Stored data:
----------------------------------------

//! Minimal serial terminal.
//!
//! Prints whatever the device sends while forwarding stdin lines to it.
//!
//! ```bash
//! cargo run --example terminal -- --port /dev/ttyUSB0 --baud 115200
//! # or take everything from serial-stream.toml / SERIAL_STREAM_* variables
//! cargo run --example terminal
//! ```

use clap::Parser;
use serial_stream::config::ConfigLoader;
use serial_stream::port::{Parity, SerialPortAdapter, StopBits};
use serial_stream::{logging, open_from_settings};
use std::io::{self, BufRead, Write};
use std::thread;

#[derive(Parser, Debug)]
#[command(name = "terminal", about = "Interactive serial terminal")]
struct Args {
    /// Device name or configured alias (overrides [port].name)
    #[arg(short, long)]
    port: Option<String>,

    /// Baud rate (overrides [port].baud)
    #[arg(short, long)]
    baud: Option<u32>,

    /// Data bits per frame
    #[arg(long)]
    size: Option<u8>,

    /// Parity: none, odd or even
    #[arg(long, value_parser = parse_parity)]
    parity: Option<Parity>,

    /// Use two stop bits
    #[arg(long)]
    two_stop_bits: bool,

    /// Line ending appended to each stdin line
    #[arg(long, default_value = "\r\n")]
    eol: String,
}

fn parse_parity(s: &str) -> Result<Parity, String> {
    match s.to_ascii_lowercase().as_str() {
        "none" => Ok(Parity::None),
        "odd" => Ok(Parity::Odd),
        "even" => Ok(Parity::Even),
        "mark" => Ok(Parity::Mark),
        "space" => Ok(Parity::Space),
        other => Err(format!("unknown parity '{other}'")),
    }
}

fn main() -> Result<(), Box<dyn std::error::Error>> {
    let args = Args::parse();

    let mut settings = ConfigLoader::load()?.into_settings();
    logging::init(&settings.logging)?;

    if let Some(port) = args.port {
        settings.port.name = Some(port);
    }
    if let Some(baud) = args.baud {
        settings.port.baud = baud;
    }
    if args.size.is_some() {
        settings.port.size = args.size;
    }
    if args.parity.is_some() {
        settings.port.parity = args.parity;
    }
    if args.two_stop_bits {
        settings.port.stop_bits = Some(StopBits::Two);
    }

    let port = open_from_settings(&settings)?;
    eprintln!("Connected to {} (Ctrl-D to quit)", port.name());

    thread::scope(|s| -> Result<(), Box<dyn std::error::Error>> {
        s.spawn(|| {
            let mut buffer = [0u8; 1024];
            let stdout = io::stdout();
            loop {
                match port.read_bytes(&mut buffer) {
                    Ok(n) => {
                        let mut out = stdout.lock();
                        let _ = out.write_all(&buffer[..n]);
                        let _ = out.flush();
                    }
                    Err(e) if e.is_deadline_exceeded() => continue,
                    Err(e) => {
                        eprintln!("\n[reader stopped: {e}]");
                        break;
                    }
                }
            }
        });

        let forwarded = forward_stdin(&port, &args.eol);
        // Unblocks the reader thread so the scope can end.
        port.close()?;
        forwarded
    })
}

fn forward_stdin(port: &impl SerialPortAdapter, eol: &str) -> Result<(), Box<dyn std::error::Error>> {
    for line in io::stdin().lock().lines() {
        let line = line?;
        port.write_bytes(format!("{line}{eol}").as_bytes())?;
    }
    Ok(())
}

----------------------------------------

Assigned task => Word for word, restate the lines above.

Solved exercise =>
//! Minimal serial terminal.
//!
//! Prints whatever the device sends while forwarding stdin lines to it.
//!
//! ```bash
//! cargo run --example terminal -- --port /dev/ttyUSB0 --baud 115200
//! # or take everything from serial-stream.toml / SERIAL_STREAM_* variables
//! cargo run --example terminal
//! ```

use clap::Parser;
use serial_stream::config::ConfigLoader;
use serial_stream::port::{Parity, SerialPortAdapter, StopBits};
use serial_stream::{logging, open_from_settings};
use std::io::{self, BufRead, Write};
use std::thread;

#[derive(Parser, Debug)]
#[command(name = "terminal", about = "Interactive serial terminal")]
struct Args {
    /// Device name or configured alias (overrides [port].name)
    #[arg(short, long)]
    port: Option<String>,

    /// Baud rate (overrides [port].baud)
    #[arg(short, long)]
    baud: Option<u32>,

    /// Data bits per frame
    #[arg(long)]
    size: Option<u8>,

    /// Parity: none, odd or even
    #[arg(long, value_parser = parse_parity)]
    parity: Option<Parity>,

    /// Use two stop bits
    #[arg(long)]
    two_stop_bits: bool,

    /// Line ending appended to each stdin line
    #[arg(long, default_value = "\r\n")]
    eol: String,
}

fn parse_parity(s: &str) -> Result<Parity, String> {
    match s.to_ascii_lowercase().as_str() {
        "none" => Ok(Parity::None),
        "odd" => Ok(Parity::Odd),
        "even" => Ok(Parity::Even),
        "mark" => Ok(Parity::Mark),
        "space" => Ok(Parity::Space),
        other => Err(format!("unknown parity '{other}'")),
    }
}

fn main() -> Result<(), Box<dyn std::error::Error>> {
    let args = Args::parse();

    let mut settings = ConfigLoader::load()?.into_settings();
    logging::init(&settings.logging)?;

    if let Some(port) = args.port {
        settings.port.name = Some(port);
    }
    if let Some(baud) = args.baud {
        settings.port.baud = baud;
    }
    if args.size.is_some() {
        settings.port.size = args.size;
    }
    if args.parity.is_some() {
        settings.port.parity = args.parity;
    }
    if args.two_stop_bits {
        settings.port.stop_bits = Some(StopBits::Two);
    }

    let port = open_from_settings(&settings)?;
    eprintln!("Connected to {} (Ctrl-D to quit)", port.name());

    thread::scope(|s| -> Result<(), Box<dyn std::error::Error>> {
        s.spawn(|| {
            let mut buffer = [0u8; 1024];
            let stdout = io::stdout();
            loop {
                match port.read_bytes(&mut buffer) {
                    Ok(n) => {
                        let mut out = stdout.lock();
                        let _ = out.write_all(&buffer[..n]);
                        let _ = out.flush();
                    }
                    Err(e) if e.is_deadline_exceeded() => continue,
                    Err(e) => {
                        eprintln!("\n[reader stopped: {e}]");
                        break;
                    }
                }
            }
        });

        let forwarded = forward_stdin(&port, &args.eol);
        // Unblocks the reader thread so the scope can end.
        port.close()?;
        forwarded
    })
}

fn forward_stdin(port: &impl SerialPortAdapter, eol: &str) -> Result<(), Box<dyn std::error::Error>> {
    for line in io::stdin().lock().lines() {
        let line = line?;
        port.write_bytes(format!("{line}{eol}").as_bytes())?;
    }
    Ok(())
}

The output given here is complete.